Althea leaned forward on an elbow. "Don't you suppose that the people who run the palace would want to know how this happened, so they could prevent it from happening again? Don't you suppose that some perfectly innocent people whose job it is to guard doors there would be in a great deal of trouble for allowing a prisoner to escape and that they might suffer because of it? Don't you suppose that the palace officials would want their escaped prisoner back? Don't you suppose, since such measures were used to get him out, that whatever threat they feared this friend of yours might represent, after such an escape they would think that he must be even more dangerous than they originally believed? Don't you suppose that some perfectly innocent people might be hurt during the extreme measures taken to apprehend such an escaped prisoner? Don't you suppose they would send out an army and the gifted to comb the countryside before he could get far?

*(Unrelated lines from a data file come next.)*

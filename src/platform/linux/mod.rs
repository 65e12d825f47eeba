//! Linux Platform Support
//!
//! Reads the aggregate CPU line of `/proc/stat` to provide a raw busy-time
//! clock for [`CpuProvider`](crate::metrics::CpuProvider).

use std::fs;
use std::time::{Duration, Instant};

use crate::metrics::{CpuClock, CpuTimes, ProviderError, ProviderResult};

const PROC_STAT: &str = "/proc/stat";

/// Busy-time clock backed by `/proc/stat`.
pub struct ProcStatClock {
    ms_per_tick: f64,
    origin: Instant,
}

impl ProcStatClock {
    pub fn new() -> ProviderResult<Self> {
        // SAFETY: sysconf has no preconditions.
        let ticks_per_sec = unsafe { libc::sysconf(libc::_SC_CLK_TCK) };
        if ticks_per_sec <= 0 {
            return Err(ProviderError::Unavailable(
                "clock tick rate unknown".to_string(),
            ));
        }
        Ok(Self {
            ms_per_tick: 1000.0 / ticks_per_sec as f64,
            origin: Instant::now(),
        })
    }
}

impl CpuClock for ProcStatClock {
    fn read(&mut self) -> ProviderResult<CpuTimes> {
        let content = fs::read_to_string(PROC_STAT)?;
        let busy_ticks = parse_busy_ticks(&content)?;
        Ok(CpuTimes {
            busy: Duration::from_micros((busy_ticks as f64 * self.ms_per_tick * 1000.0) as u64),
            wall: self.origin.elapsed(),
        })
    }
}

/// Sum the busy columns of the aggregate `cpu` line.
///
/// Busy is user + nice + system + irq + softirq + steal; idle and iowait are
/// excluded, guest time is already folded into user.
pub fn parse_busy_ticks(content: &str) -> ProviderResult<u64> {
    let line = content
        .lines()
        .find(|line| line.starts_with("cpu "))
        .ok_or_else(|| ProviderError::InvalidReading("no aggregate cpu line".to_string()))?;

    let fields: Vec<u64> = line
        .split_whitespace()
        .skip(1)
        .map(|field| field.parse::<u64>())
        .collect::<Result<_, _>>()
        .map_err(|e| ProviderError::InvalidReading(format!("bad cpu field: {}", e)))?;

    if fields.len() < 4 {
        return Err(ProviderError::InvalidReading(format!(
            "expected at least 4 cpu fields, got {}",
            fields.len()
        )));
    }

    // user nice system idle iowait irq softirq steal
    let busy: u64 = [0usize, 1, 2, 5, 6, 7]
        .iter()
        .filter_map(|&i| fields.get(i))
        .sum();
    Ok(busy)
}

"Don't you even suppose," the sorceress finally said in the gravest of tones, "that a wizard as powerful as the Lord Rahl of all of D'Hara might have some decidedly nasty and painfully protracted fatal surprise in store for anyone daring to use a pitiful old sorceress's spell against him-and within his very own palace walls on top of it?"
Jennsen stared at the dark eyes fixed on her. "I never thought of all that.»
"You are telling me something I already know."
"But… how can I get Sebastian back? How can I help him?"
"I would suppose you must figure a way to get him out-if he can be gotten out in the first place-but it must be done in a way that takes all that I have said, and more, into account. Breaking a hole in the wall for him to step through to freedom would bring out the hounds, now wouldn't it? It would bring you trouble much like magic would. You must instead think of a way that convinces them to turn him out on their own. Then they won't be chasing you to have him back."
That all made sense to her. "How can I accomplish such a thing?"
The sorceress shrugged. "If it can be done, I would wager that you can do it. After all, you have so far lived to grow into a fine young woman, escaped quads, found me, and got yourself in here, now didn't you? You've accomplished much. You must only set your mind to it. But you don't start out by picking up a stick and whacking a hornet's nest."
"But I can't see how I can do it without the help of magic. I'm a nobody.»
"A nobody," Althea scoffed as she leaned back. She was becoming a teacher impatient with a student doing poorly on a lesson. "You are somebody; you are Jennsen, a smart girl with a brain. You should not kneel before me and plead ignorance, telling me what you cannot do while asking instead for others to do for you.